Start of DATASET CONTENT

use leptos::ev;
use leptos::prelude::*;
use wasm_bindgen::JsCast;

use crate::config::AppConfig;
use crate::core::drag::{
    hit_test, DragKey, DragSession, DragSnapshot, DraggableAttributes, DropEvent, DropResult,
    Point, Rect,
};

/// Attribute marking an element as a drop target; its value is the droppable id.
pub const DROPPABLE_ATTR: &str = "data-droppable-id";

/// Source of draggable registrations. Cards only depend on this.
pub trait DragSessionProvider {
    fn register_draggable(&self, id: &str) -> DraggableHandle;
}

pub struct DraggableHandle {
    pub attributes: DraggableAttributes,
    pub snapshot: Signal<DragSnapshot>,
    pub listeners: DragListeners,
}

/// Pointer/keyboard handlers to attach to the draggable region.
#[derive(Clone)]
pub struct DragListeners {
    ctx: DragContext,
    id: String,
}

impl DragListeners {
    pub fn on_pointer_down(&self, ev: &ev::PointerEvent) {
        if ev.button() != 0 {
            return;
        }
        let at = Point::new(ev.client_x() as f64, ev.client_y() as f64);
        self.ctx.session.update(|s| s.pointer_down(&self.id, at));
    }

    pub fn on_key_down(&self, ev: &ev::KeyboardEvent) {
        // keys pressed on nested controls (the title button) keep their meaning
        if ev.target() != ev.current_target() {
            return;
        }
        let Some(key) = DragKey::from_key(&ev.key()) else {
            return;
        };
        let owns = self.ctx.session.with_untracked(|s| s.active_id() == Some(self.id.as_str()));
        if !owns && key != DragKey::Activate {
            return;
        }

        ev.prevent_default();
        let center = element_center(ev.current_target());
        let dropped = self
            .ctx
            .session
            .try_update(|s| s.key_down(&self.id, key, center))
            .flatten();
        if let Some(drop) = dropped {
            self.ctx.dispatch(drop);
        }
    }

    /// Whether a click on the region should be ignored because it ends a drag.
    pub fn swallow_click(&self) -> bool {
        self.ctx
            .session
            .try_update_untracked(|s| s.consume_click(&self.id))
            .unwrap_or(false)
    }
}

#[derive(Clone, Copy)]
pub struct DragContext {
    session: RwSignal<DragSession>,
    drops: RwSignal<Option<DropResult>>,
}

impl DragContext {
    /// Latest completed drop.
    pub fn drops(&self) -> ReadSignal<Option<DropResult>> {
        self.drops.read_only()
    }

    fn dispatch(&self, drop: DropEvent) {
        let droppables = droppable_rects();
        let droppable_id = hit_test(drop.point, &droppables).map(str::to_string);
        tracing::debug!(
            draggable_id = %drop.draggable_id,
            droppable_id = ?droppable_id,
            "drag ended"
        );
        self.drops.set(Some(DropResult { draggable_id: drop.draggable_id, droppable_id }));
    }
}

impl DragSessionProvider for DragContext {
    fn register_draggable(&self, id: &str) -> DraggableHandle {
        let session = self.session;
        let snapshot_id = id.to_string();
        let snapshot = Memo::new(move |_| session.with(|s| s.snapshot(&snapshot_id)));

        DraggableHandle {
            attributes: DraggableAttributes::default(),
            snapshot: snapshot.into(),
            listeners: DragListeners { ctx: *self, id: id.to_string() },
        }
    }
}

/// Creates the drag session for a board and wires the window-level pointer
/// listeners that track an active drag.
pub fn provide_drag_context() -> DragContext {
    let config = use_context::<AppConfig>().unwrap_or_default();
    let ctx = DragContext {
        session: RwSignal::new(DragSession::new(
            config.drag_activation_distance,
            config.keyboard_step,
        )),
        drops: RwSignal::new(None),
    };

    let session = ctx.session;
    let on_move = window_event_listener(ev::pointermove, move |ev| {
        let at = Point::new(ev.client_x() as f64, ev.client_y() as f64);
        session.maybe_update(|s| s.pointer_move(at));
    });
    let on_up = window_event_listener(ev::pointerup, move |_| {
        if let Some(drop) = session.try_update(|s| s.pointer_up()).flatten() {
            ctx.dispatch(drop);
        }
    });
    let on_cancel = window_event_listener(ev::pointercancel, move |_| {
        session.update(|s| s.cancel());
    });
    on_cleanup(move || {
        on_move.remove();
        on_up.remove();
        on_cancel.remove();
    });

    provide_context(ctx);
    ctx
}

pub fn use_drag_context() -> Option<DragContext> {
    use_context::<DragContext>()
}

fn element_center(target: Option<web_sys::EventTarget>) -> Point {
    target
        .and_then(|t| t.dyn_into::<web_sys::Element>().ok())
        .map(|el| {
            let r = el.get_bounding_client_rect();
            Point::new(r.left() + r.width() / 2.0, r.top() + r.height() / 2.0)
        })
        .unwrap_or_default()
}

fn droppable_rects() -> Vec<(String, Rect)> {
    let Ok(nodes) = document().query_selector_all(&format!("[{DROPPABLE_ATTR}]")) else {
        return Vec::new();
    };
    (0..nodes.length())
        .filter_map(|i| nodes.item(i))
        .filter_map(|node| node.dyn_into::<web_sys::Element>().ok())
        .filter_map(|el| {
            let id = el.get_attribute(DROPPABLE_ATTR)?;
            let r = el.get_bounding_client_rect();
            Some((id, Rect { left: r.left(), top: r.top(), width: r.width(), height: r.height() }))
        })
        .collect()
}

End of DATASET CONTENT
Start of DATASET CONTENT

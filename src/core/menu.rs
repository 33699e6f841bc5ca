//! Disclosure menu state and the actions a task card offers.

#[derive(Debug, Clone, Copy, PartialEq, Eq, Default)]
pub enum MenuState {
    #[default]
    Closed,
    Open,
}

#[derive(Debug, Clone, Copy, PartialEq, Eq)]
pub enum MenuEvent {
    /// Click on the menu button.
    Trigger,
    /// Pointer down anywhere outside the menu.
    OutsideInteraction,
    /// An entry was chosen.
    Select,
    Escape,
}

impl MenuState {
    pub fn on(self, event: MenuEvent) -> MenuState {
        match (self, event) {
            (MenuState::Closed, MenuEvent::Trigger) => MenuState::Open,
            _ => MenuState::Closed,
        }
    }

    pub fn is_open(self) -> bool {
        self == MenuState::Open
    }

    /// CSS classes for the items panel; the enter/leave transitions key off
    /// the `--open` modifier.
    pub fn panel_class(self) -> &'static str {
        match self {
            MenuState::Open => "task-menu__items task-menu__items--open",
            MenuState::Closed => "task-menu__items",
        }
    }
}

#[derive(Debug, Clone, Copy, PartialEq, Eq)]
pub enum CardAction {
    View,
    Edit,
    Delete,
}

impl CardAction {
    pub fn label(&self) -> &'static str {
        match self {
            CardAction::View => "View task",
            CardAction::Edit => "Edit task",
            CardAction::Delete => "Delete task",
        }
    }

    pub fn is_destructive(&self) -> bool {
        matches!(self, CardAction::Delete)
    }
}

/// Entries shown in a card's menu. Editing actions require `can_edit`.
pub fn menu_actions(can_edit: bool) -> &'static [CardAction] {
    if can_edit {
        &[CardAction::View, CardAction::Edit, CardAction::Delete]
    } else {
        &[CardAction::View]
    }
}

End of DATASET CONTENT

* [PROBLEM] Wherever the word "task" appears in a line of the data above, copy that line.

* [SOLUTION]
//! Disclosure menu state and the actions a task card offers.
            MenuState::Open => "task-menu__items task-menu__items--open",
            MenuState::Closed => "task-menu__items",
            CardAction::View => "View task",
            CardAction::Edit => "Edit task",
            CardAction::Delete => "Delete task",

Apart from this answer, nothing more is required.